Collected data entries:
============================================================

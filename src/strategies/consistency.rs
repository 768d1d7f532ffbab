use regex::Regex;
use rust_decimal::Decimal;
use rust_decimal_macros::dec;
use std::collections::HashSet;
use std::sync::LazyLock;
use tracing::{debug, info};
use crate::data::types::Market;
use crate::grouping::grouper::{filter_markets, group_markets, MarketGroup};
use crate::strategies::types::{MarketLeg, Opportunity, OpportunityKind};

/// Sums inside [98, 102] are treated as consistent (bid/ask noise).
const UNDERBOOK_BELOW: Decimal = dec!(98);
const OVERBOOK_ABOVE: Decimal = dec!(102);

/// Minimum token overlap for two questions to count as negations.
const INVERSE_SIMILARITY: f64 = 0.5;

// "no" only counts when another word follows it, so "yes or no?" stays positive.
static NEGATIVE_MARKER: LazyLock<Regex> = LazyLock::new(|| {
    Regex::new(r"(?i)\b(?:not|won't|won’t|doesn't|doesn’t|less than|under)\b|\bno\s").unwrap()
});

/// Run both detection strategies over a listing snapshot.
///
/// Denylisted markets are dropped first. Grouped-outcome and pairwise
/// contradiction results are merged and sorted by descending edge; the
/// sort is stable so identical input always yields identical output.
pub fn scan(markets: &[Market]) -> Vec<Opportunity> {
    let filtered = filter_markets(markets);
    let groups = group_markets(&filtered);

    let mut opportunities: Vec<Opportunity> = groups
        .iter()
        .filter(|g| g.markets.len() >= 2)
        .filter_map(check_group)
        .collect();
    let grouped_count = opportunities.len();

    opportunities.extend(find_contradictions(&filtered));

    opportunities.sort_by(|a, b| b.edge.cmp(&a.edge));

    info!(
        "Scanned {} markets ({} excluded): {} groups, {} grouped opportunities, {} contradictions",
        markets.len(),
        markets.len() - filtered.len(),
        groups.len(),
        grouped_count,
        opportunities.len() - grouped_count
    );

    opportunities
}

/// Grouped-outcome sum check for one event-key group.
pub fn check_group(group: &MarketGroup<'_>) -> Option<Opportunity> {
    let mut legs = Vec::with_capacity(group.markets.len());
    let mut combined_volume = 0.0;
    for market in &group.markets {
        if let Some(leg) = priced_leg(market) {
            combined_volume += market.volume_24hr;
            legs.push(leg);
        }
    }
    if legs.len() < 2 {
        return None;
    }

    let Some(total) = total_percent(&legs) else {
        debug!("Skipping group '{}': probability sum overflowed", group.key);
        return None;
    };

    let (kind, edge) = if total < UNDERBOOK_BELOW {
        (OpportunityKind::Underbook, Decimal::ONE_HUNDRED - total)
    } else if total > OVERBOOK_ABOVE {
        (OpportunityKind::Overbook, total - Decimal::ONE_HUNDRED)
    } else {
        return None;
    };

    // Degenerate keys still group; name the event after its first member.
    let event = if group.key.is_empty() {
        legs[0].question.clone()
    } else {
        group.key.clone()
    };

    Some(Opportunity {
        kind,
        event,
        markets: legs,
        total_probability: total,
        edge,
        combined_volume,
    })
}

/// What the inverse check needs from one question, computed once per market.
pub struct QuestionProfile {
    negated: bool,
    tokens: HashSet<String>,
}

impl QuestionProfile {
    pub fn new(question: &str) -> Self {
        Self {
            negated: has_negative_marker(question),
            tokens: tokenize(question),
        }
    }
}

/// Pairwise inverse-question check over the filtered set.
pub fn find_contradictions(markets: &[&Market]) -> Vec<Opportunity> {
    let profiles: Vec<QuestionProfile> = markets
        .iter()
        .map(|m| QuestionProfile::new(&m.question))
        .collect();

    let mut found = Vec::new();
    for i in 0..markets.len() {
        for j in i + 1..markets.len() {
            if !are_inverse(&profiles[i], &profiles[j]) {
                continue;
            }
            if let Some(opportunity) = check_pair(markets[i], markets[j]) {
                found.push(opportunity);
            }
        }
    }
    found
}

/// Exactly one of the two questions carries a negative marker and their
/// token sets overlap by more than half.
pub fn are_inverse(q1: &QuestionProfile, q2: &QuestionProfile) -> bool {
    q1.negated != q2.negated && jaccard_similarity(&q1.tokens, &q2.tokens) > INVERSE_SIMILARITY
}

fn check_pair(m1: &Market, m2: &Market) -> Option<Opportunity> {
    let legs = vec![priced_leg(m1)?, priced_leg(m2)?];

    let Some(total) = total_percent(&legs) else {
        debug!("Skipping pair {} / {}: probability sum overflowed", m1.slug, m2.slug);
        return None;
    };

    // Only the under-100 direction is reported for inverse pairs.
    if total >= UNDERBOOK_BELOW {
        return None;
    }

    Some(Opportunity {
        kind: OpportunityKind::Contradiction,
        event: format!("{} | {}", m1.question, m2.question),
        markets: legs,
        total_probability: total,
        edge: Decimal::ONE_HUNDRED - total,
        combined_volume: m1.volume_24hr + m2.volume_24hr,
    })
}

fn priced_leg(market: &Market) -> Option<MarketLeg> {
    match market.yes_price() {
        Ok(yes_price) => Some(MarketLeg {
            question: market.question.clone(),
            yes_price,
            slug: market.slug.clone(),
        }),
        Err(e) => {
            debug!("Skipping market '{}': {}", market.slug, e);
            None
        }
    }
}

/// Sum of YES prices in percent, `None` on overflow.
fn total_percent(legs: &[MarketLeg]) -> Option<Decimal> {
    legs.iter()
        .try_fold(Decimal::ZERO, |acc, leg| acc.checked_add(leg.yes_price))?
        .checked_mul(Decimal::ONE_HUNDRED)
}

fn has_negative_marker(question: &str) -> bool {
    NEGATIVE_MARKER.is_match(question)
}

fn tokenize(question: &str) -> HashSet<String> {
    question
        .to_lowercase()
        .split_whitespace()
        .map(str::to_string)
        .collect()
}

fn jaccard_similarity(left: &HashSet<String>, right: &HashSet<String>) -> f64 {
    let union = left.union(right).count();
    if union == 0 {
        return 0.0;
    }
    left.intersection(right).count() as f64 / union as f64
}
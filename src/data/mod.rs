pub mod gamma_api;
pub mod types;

============================================================

- _What is expected_: In the entries above, restate word for word the lines between the one holding "use std::sync::LazyLock;" and the one holding "const OVERBOOK_ABOVE: Decimal = dec!(102);", inclusive, and nothing besides.

- _Your solution_:
use std::sync::LazyLock;
use tracing::{debug, info};
use crate::data::types::Market;
use crate::grouping::grouper::{filter_markets, group_markets, MarketGroup};
use crate::strategies::types::{MarketLeg, Opportunity, OpportunityKind};

/// Sums inside [98, 102] are treated as consistent (bid/ask noise).
const UNDERBOOK_BELOW: Decimal = dec!(98);
const OVERBOOK_ABOVE: Decimal = dec!(102);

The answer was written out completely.